▸ TASK BRIEF:
Copy out all the lines of the data that hold the word "PriorClassifier".

▸ EXERCISE INPUTS:

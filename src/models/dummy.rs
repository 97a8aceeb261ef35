use std::collections::BTreeMap;

use serde_json::{json, Value};

use crate::stats::{describe_univariate, Univariate};
use crate::traits::estimator::{
    expose_roles, Capability, Classifier, Estimator, EstimatorError, Label, Proba, Regressor,
};
use crate::traits::features::FeatureVector;
use crate::traits::registration::{boxed, Constructor, EstimatorType, Family};

/// Predicts a running statistic of the targets, ignoring the features.
#[derive(Debug, Clone)]
pub struct StatisticRegressor {
    statistic: Box<dyn Univariate>,
}

impl StatisticRegressor {
    pub fn new(statistic: Box<dyn Univariate>) -> Self {
        Self { statistic }
    }
}

impl Regressor for StatisticRegressor {
    fn learn_one(&mut self, _x: &FeatureVector, y: f64) -> Result<(), EstimatorError> {
        self.statistic.update(y);
        Ok(())
    }

    fn predict_one(&self, _x: &FeatureVector) -> Result<f64, EstimatorError> {
        Ok(self.statistic.get())
    }
}

impl Estimator for StatisticRegressor {
    fn name(&self) -> String {
        "StatisticRegressor".to_string()
    }

    fn params(&self) -> Value {
        json!({ "statistic": describe_univariate(self.statistic.as_ref()) })
    }

    fn clone_box(&self) -> Box<dyn Estimator> {
        Box::new(self.clone())
    }

    expose_roles!(Regressor);
}

/// Predicts the class frequencies seen so far.
#[derive(Debug, Clone, Default)]
pub struct PriorClassifier {
    counts: BTreeMap<Label, usize>,
    total: usize,
}

impl PriorClassifier {
    pub fn new() -> Self {
        Self::default()
    }
}

impl Classifier for PriorClassifier {
    fn learn_one(&mut self, _x: &FeatureVector, y: Label) -> Result<(), EstimatorError> {
        *self.counts.entry(y).or_insert(0) += 1;
        self.total += 1;
        Ok(())
    }

    fn predict_proba_one(&self, _x: &FeatureVector) -> Result<Proba, EstimatorError> {
        Ok(self
            .counts
            .iter()
            .map(|(&label, &count)| (label, count as f64 / self.total as f64))
            .collect())
    }

    fn is_multiclass(&self) -> bool {
        true
    }
}

impl Estimator for PriorClassifier {
    fn name(&self) -> String {
        "PriorClassifier".to_string()
    }

    fn clone_box(&self) -> Box<dyn Estimator> {
        Box::new(self.clone())
    }

    expose_roles!(Classifier);
}

pub fn estimators() -> Vec<EstimatorType> {
    vec![
        EstimatorType::new(
            "dummy",
            "PriorClassifier",
            &[Capability::Classifier],
            &[Family::Prior],
            Constructor::Default(|| boxed(PriorClassifier::new())),
        ),
        EstimatorType::new(
            "dummy",
            "StatisticRegressor",
            &[Capability::Regressor],
            &[Family::StatisticRegressor],
            Constructor::WithUnivariate(|statistic| boxed(StatisticRegressor::new(statistic))),
        ),
    ]
}

#[cfg(test)]
mod tests {
    use super::*;
    use crate::stats::Mean;

    #[test]
    fn test_statistic_regressor_tracks_the_mean() {
        let mut model = StatisticRegressor::new(Box::new(Mean::new()));
        let x = FeatureVector::new(vec![]);
        assert_eq!(model.predict_one(&x).unwrap(), 0.0);
        for y in [1.0, 2.0, 6.0] {
            model.learn_one(&x, y).unwrap();
        }
        assert_eq!(model.predict_one(&x).unwrap(), 3.0);
        assert_eq!(describe_univariate(model.statistic.as_ref()), json!("Mean"));
    }

    #[test]
    fn test_prior_classifier() {
        let mut model = PriorClassifier::new();
        let x = FeatureVector::new(vec![0.0]);
        assert!(model.predict_proba_one(&x).unwrap().is_empty());
        for y in [0, 2, 2, 2] {
            model.learn_one(&x, y).unwrap();
        }
        let proba = model.predict_proba_one(&x).unwrap();
        assert_eq!(proba, Proba::from([(0, 0.25), (2, 0.75)]));
        assert_eq!(Classifier::predict_one(&model, &x).unwrap(), Some(2));
    }
}
pub mod estimator;
pub mod features;
pub mod registration;
const CLASSIFIER_CHECKS: &[Check] = &[
    Check::new("check_proba_before_learning", check_proba_before_learning),
    Check::new("check_proba_after_learning", check_proba_after_learning),
    Check::new("check_predict_is_argmax", check_predict_is_argmax),
    Check::new("check_classifier_repeated_learning", check_classifier_repeated_learning),
];

const TRANSFORMER_CHECKS: &[Check] = &[
    Check::new("check_transform_before_learning", check_transform_before_learning),
    Check::new("check_transform_output", check_transform_output),
];

const CLUSTERER_CHECKS: &[Check] = &[Check::new("check_cluster_assignment", check_cluster_assignment)];

/// Checks applicable to `estimator`, in a fixed order.
pub fn checks_for(estimator: &dyn Estimator) -> Vec<Check> {
    let caps = estimator.capabilities();
    let mut checks = COMMON_CHECKS.to_vec();
    for (role, role_checks) in [
        (Capability::Regressor, REGRESSOR_CHECKS),
        (Capability::Classifier, CLASSIFIER_CHECKS),
        (Capability::Transformer, TRANSFORMER_CHECKS),
        (Capability::Clusterer, CLUSTERER_CHECKS),
    ] {
        if caps.contains(role) {
            checks.extend_from_slice(role_checks);
        }
    }
    checks
}

pub type LossCheckFn = fn(Loss, &CheckContext) -> Result<(), Violation>;

/// A named check over one loss
#[derive(Debug, Clone, Copy)]
pub struct LossCheck {
    pub name: &'static str,
    /// Restricts the check to a single loss
    pub only: Option<Loss>,
    pub run: LossCheckFn,
}

/// Points where every loss is differentiable
const GRADIENT_POINTS: &[(f64, f64)] = &[(0.0, 0.3), (1.0, 0.3), (0.0, 0.8), (1.0, 0.6), (2.0, -1.5), (-3.0, 4.0)];

const FD_STEP: f64 = 1e-6;

pub fn check_gradient_matches_derivative(loss: Loss, ctx: &CheckContext) -> Result<(), Violation> {
    let tolerance = ctx.config().tolerance.max(1e-5);
    for &(y_true, y_pred) in GRADIENT_POINTS {
        let (analytic, numeric) = match loss {
            // d/dz of L(y, sigmoid(z)) equals clip(p) - y
            Loss::Log => {
                if !(y_true == 0.0 || y_true == 1.0) || !(0.0..1.0).contains(&y_pred) || y_pred == 0.0 {
                    continue;
                }
                let z = (y_pred / (1.0 - y_pred)).ln();
                let numeric = (loss.evaluate(y_true, sigmoid(z + FD_STEP))
                    - loss.evaluate(y_true, sigmoid(z - FD_STEP)))
                    / (2.0 * FD_STEP);
                (loss.gradient(y_true, y_pred), numeric)
            }
            _ => {
                let numeric = (loss.evaluate(y_true, y_pred + FD_STEP) - loss.evaluate(y_true, y_pred - FD_STEP))
                    / (2.0 * FD_STEP);
                (loss.gradient(y_true, y_pred), numeric)
            }
        };
        if (analytic - numeric).abs() > tolerance * (1.0 + numeric.abs()) {
            return Err(Violation::Broken(format!(
                "{:?} gradient at ({}, {}) is {}, finite difference gives {}",
                loss, y_true, y_pred, analytic, numeric
            )));
        }
    }
    Ok(())
}

pub fn check_absolute_trichotomy(loss: Loss, _ctx: &CheckContext) -> Result<(), Violation> {
    for &(y_true, y_pred, expected) in &[(3.0, 3.0, 0.0), (3.0, 5.0, 1.0), (5.0, 3.0, -1.0)] {
        let gradient = loss.gradient(y_true, y_pred);
        if gradient != expected {
            return Err(Violation::Broken(format!(
                "Absolute gradient at ({}, {}) is {}, expected {}",
                y_true, y_pred, gradient, expected
            )));
        }
    }
    Ok(())
}

pub fn check_loss_is_finite(loss: Loss, _ctx: &CheckContext) -> Result<(), Violation> {
    for y_true in [0.0, 1.0] {
        for y_pred in [-5.0, 0.0, 0.5, 1.0, 7.0] {
            let value = finite("Loss::evaluate", loss.evaluate(y_true, y_pred))?;
            finite("Loss::gradient", loss.gradient(y_true, y_pred))?;
            if value < 0.0 {
                return Err(Violation::Broken(format!(
                    "{:?} loss at ({}, {}) is negative: {}",
                    loss, y_true, y_pred, value
                )));
            }
        }
    }
    Ok(())
}

const LOSS_CHECKS: &[LossCheck] = &[
    LossCheck {
        name: "check_gradient_matches_derivative",
        only: None,
        run: check_gradient_matches_derivative,
    },
    LossCheck {
        name: "check_absolute_trichotomy",
        only: Some(Loss::Absolute),
        run: check_absolute_trichotomy,
    },
    LossCheck {
        name: "check_loss_is_finite",
        only: None,
        run: check_loss_is_finite,
    },
];

/// Checks applicable to `loss`
pub fn checks_for_loss(loss: Loss) -> Vec<LossCheck> {
    LOSS_CHECKS
        .iter()
        .copied()
        .filter(|check| check.only.map_or(true, |only| only == loss))
        .collect()
}

#[cfg(test)]
mod tests {
    use super::*;
    use crate::models::linear_model::{LinearRegression, LogisticRegression};
    use crate::models::preprocessing::StandardScaler;

    fn ctx() -> CheckContext {
        CheckContext::new(HarnessConfig::quick()).unwrap()
    }

    #[test]
    fn test_context_is_seeded_and_covers_classes() {
        let a = ctx();
        let b = ctx();
        assert_eq!(a.features(), b.features());
        let labels: Vec<Label> = a.classification(true).map(|(_, y)| y).collect();
        for class in 0..CheckContext::N_CLASSES {
            assert!(labels.contains(&class));
        }
        let binary: Vec<Label> = a.classification(false).map(|(_, y)| y).collect();
        assert!(binary.contains(&0) && binary.contains(&1));
    }

    #[test]
    fn test_context_rejects_configs_without_data() {
        let empty = HarnessConfig::new(0, 4, 42, 20, 1, 1e-6);
        assert!(matches!(CheckContext::new(empty), Err(ConfigError::Invalid(_))));
        let featureless = HarnessConfig { n_features: 0, ..HarnessConfig::quick() };
        assert!(matches!(CheckContext::new(featureless), Err(ConfigError::Invalid(_))));

        let smallest = CheckContext::new(HarnessConfig { n_samples: 3, ..HarnessConfig::quick() }).unwrap();
        assert_eq!(smallest.query().dimension(), smallest.config().n_features);
        assert!(smallest.query_target().is_finite());
    }

    #[test]
    fn test_checks_follow_capabilities() {
        let regressor_checks: Vec<&str> = checks_for(&LinearRegression::default()).iter().map(|c| c.name).collect();
        assert!(regressor_checks.contains(&"check_regressor_learns_dataset"));
        assert!(!regressor_checks.contains(&"check_proba_after_learning"));

        let scaler_checks: Vec<&str> = checks_for(&StandardScaler::new()).iter().map(|c| c.name).collect();
        assert!(scaler_checks.contains(&"check_transform_output"));
        assert!(scaler_checks.contains(&"check_identity"));
        assert!(!scaler_checks.contains(&"check_regressor_learns_dataset"));
    }

    #[test]
    fn test_checks_pass_on_well_behaved_models() {
        let ctx = ctx();
        let models: Vec<Box<dyn Estimator>> = vec![
            Box::new(LinearRegression::default()),
            Box::new(LogisticRegression::default()),
            Box::new(StandardScaler::new()),
        ];
        for model in models {
            for check in checks_for(model.as_ref()) {
                let mut copy = model.clone();
                (check.run)(copy.as_mut(), &ctx).unwrap();
            }
        }
    }

    #[test]
    fn test_mutating_one_instance_leaves_another_unaffected() {
        let ctx = ctx();
        let mut first: Box<dyn Estimator> = Box::new(LinearRegression::default());
        let second = first.clone();
        let x = FeatureVector::new(vec![1e300; 4]);
        // drive the first instance into overflow
        for _ in 0..5 {
            first.as_regressor_mut().unwrap().learn_one(&x, 1e300).unwrap();
        }
        assert!(check_regressor_learns_dataset(first.as_mut(), &ctx).is_err());
        let mut fresh = second.clone();
        assert!(check_regressor_learns_dataset(fresh.as_mut(), &ctx).is_ok());
    }

    #[test]
    fn test_proba_validation() {
        assert!(validate_proba(&Proba::new(), 1e-6, true).is_ok());
        assert!(validate_proba(&Proba::new(), 1e-6, false).is_err());
        assert!(validate_proba(&Proba::from([(0, 0.5), (1, 0.4)]), 1e-6, false).is_err());
        assert!(validate_proba(&Proba::from([(0, f64::NAN)]), 1e-6, false).is_err());
    }

    #[test]
    fn test_every_loss_passes_its_checks() {
        let ctx = ctx();
        for loss in Loss::ALL {
            for check in checks_for_loss(loss) {
                assert_eq!((check.run)(loss, &ctx), Ok(()), "{:?} {}", loss, check.name);
            }
        }
        assert_eq!(checks_for_loss(Loss::Squared).len(), 2);
        assert_eq!(checks_for_loss(Loss::Absolute).len(), 3);
    }

    #[test]
    fn test_trichotomy_rejects_other_losses() {
        let ctx = ctx();
        assert!(check_absolute_trichotomy(Loss::Absolute, &ctx).is_ok());
        assert!(check_absolute_trichotomy(Loss::Squared, &ctx).is_err());
    }
}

▸ SOLUTION TO THIS TASK:
pub struct PriorClassifier {
impl PriorClassifier {
impl Classifier for PriorClassifier {
impl Estimator for PriorClassifier {
        "PriorClassifier".to_string()
            "PriorClassifier",
            Constructor::Default(|| boxed(PriorClassifier::new())),
        let mut model = PriorClassifier::new();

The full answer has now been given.